Kernel: Linux nfs05 4.7.0-0.bpo.1-amd64 #1 SMP Debian 4.7.5-1~bpo8+2
(2016-10-01) x86_64 GNU/Linux
Mount options: noatime,compress-force=zlib,space_cache,commit=180
Feature enabled:
big_metadata:1
compress_lzo:1
extended_iref:1
mixed_backref:1
no_holes:1
skinny_metadata:1
AFAIK, unlink() return only when all references to all extents from
unlinked inode will be deleted
So with compression enabled files have a many many refs to each
compressed chunk.
So, it's possible to return unlink() early? or this a bad idea(and why)?
I may be completely off about this, but I could have sworn that unlink()
returns when enough info is on the disk that both:
1. The file isn't actually visible in the directory.
2. If the system crashes, the filesystem will know to finish the cleanup.
Out of curiosity, what are the mount options (and export options) for the
NFS share? I have a feeling that that's also contributing. In particular,
if you're on a reliable network, forcing UDP for mounting can significantly
help performance, and if your server is reliable, you can set NFS to run
asynchronously to make unlink() return almost immediately.
For NFS export i use:
rw,no_root_squash,async,no_subtree_check,fsid=1
AFAIK ESXi don't support nfs with udp
That doesn't surprise me.

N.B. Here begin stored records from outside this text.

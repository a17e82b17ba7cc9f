// src/stabilizer/heading_hold.rs

//! # Heading-Hold PID Stabilization Controller
//!
//! This module provides the owned, single-axis heading-hold controller.
//! Each control cycle resolves the wrap-aware angular error against the
//! stored target heading, runs the yaw PID update, and clamps the result to
//! the configured output limit. The controller holds the only mutable
//! control state in the system: the integral accumulator and the previous
//! error, both owned by the instance and mutated exclusively through
//! [`HeadingStabilizer::control`].
//!
//! The controller is single-threaded and synchronous. A host that runs
//! several control axes must give each axis its own instance; a
//! multi-threaded host must synchronize access externally.

use crate::heading::resolve;
use crate::pid::{compute_yaw, YawControlData};
use crate::{ConfigError, HeadingCommand, HeadingHoldConfig, HeadingStabilizer, Number};
use piddiy::PidController;

/// Struct representing the heading-hold PID stabilization controller.
pub struct HeadingHold<T: Number> {
    pid: PidController<T, YawControlData<T>>,
    output_limit: T,
    integral_limit: Option<T>,
}

impl<T: Number> HeadingHold<T> {
    /// Creates a new controller with neutral default settings.
    pub fn new() -> Self {
        Self::from_config(HeadingHoldConfig::new())
    }

    /// Creates a new controller using the provided configuration.
    ///
    /// Non-finite gains or target heading, and non-finite or negative
    /// limits, are rejected here so the control math never sees them.
    pub fn with_config(config: HeadingHoldConfig<T>) -> Result<Self, ConfigError> {
        config.validate()?;
        Ok(Self::from_config(config))
    }

    fn from_config(config: HeadingHoldConfig<T>) -> Self {
        let mut pid = PidController::new();
        pid.compute_fn(compute_yaw)
            .set_point(config.target_heading)
            .kp(config.kp)
            .ki(config.ki)
            .kd(config.kd);

        HeadingHold {
            pid,
            output_limit: config.output_limit,
            integral_limit: config.integral_limit,
        }
    }

    /// The target heading this controller steers toward, in radians.
    pub fn target_heading(&self) -> T {
        self.pid.set_point
    }
}

impl<T: Number> HeadingStabilizer<T> for HeadingHold<T> {
    fn control(&mut self, heading: T, heading_rate: T) -> HeadingCommand<T> {
        // Resolve the wrap-aware error against the stored target.
        let error = resolve(self.pid.set_point, heading);

        // Run the PID update on the normalized error and measured rate.
        let data = YawControlData {
            error: error.normalized,
            rate: heading_rate,
            integral_limit: self.integral_limit,
        };
        let output = self.pid.compute(data);

        // Saturate the rotation command to the actuator range.
        let rotation = Number::clamp(output, -self.output_limit, self.output_limit);

        HeadingCommand {
            rotation,
            go_forward: error.go_forward,
        }
    }
}
// demos/heading_hold.rs

use heading_hold::heading::wrap_to_pi;
use heading_hold::{HeadingHold, HeadingHoldConfig, HeadingStabilizer};

fn main() {
    let mut config = HeadingHoldConfig::<f32>::new();

    // Set the PID gains for yaw.
    config.kp = 35.0;
    config.ki = 0.05;
    config.kd = -10.0;

    // Set the operator-specified target heading: 45 degrees, in radians.
    config.target_heading = core::f32::consts::FRAC_PI_4;

    // Bound the rotation command to the actuator range.
    config.output_limit = 100.0;

    // Set the heading-hold stabilizer
    let mut stabilizer = HeadingHold::with_config(config).expect("valid configuration");

    // Simulated vehicle state
    let mut heading = -2.0_f32; // radians
    let mut heading_rate = 0.0_f32; // radians per second
    let dt = 0.1; // time step

    println!("               Heading,      Rate,  Rotation, Forward");
    let mut t = 0.0;
    for _ in 0..=20 {
        // Perform the control computation
        let command = stabilizer.control(heading, heading_rate);

        // print results
        println!(
            "t = {:4.1} {:-10.3} {:-10.3} {:-10.3}   {}",
            t, heading, heading_rate, command.rotation, command.go_forward
        );

        // simulate response
        heading_rate = command.rotation * 0.02;
        heading = wrap_to_pi(heading + heading_rate * dt);

        t += dt;
    }
}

If there's any chance of packet loss, then
NFS over UDP risks data corruption, so a lot of 'professional' software
only supports NFS over TCP. The thing is though, in a vast majority of
networks ESXi would be running in, there's functionally zero chance of
packet loss unless there's a hardware failure.
And you right on normal Linux client async work pretty good and
deletion of big file are pretty fast (but also it's can lock nfsd on
nfs server for long time, while he do unlink()).
You might also try with NFS-Ganesha instead of the Linux kernel NFS
server. It scales a whole lot better and tends to be a bit smarter, so
it might help (especially since it gives better NFS over TCP performance
than the kernel server too). The only significant downside is that it's
somewhat lacking in good documentation.
Now, on top of that, you should probably look at adding 'lazytime' to the
mount options for BTRFS. This will cause updates to file time-stamps (not
just atime, but mtime also, it has no net effect on ctime though, because a
ctime update means something else in the inode got updated) to be deferred
up to 24 hours or until the next time the inode would be written out, which
can significantly improve performance on BTRFS because of the
write-amplification. It's not hugely likely to improve performance for
unlink(), but it should improve write performance some, which may help in
general.
Thanks for lazytime i forgot about it %)
On my debian servers i can't apply it with error:
BTRFS info (device sdc1): unrecognized mount option 'lazytime'
But successful apply it to my arch box (Linux 4.8.2)
That's odd, 4.7 kernels definitely have support for it (I've been using
it since 4.7.0 on all my systems, but I build upstream kernels).
For fast unlink(), i just think about subvolume like behaviour, then
it's possible to fast delete subvolume (without commit) and then
kernel will clean data in the background.
There's two other possibilities I can think of to improve this. One is
putting each VM image in it's own subvolume, but that then means you
almost certainly can't use ESXi to delete the images directly, although
it will likely get you better performance overall.
The other is to see if you can use a chunked image file format. I'm not
sure what it would be called in VMWare, but it just amounts to splitting
the image into a number of smaller files (4M seems to work well for most
workloads). This should also get you slightly better performance
(assuming you have things aligned to the chunk size in the VM disk
itself), and In my experience, it's generally faster on BTRFS to unlink
lots of small files than one big file. I think that VMDK supports this
(it appears to in VirtualBox at least), but you may need to use a
command-line tool to create the image instead of doing it by hand.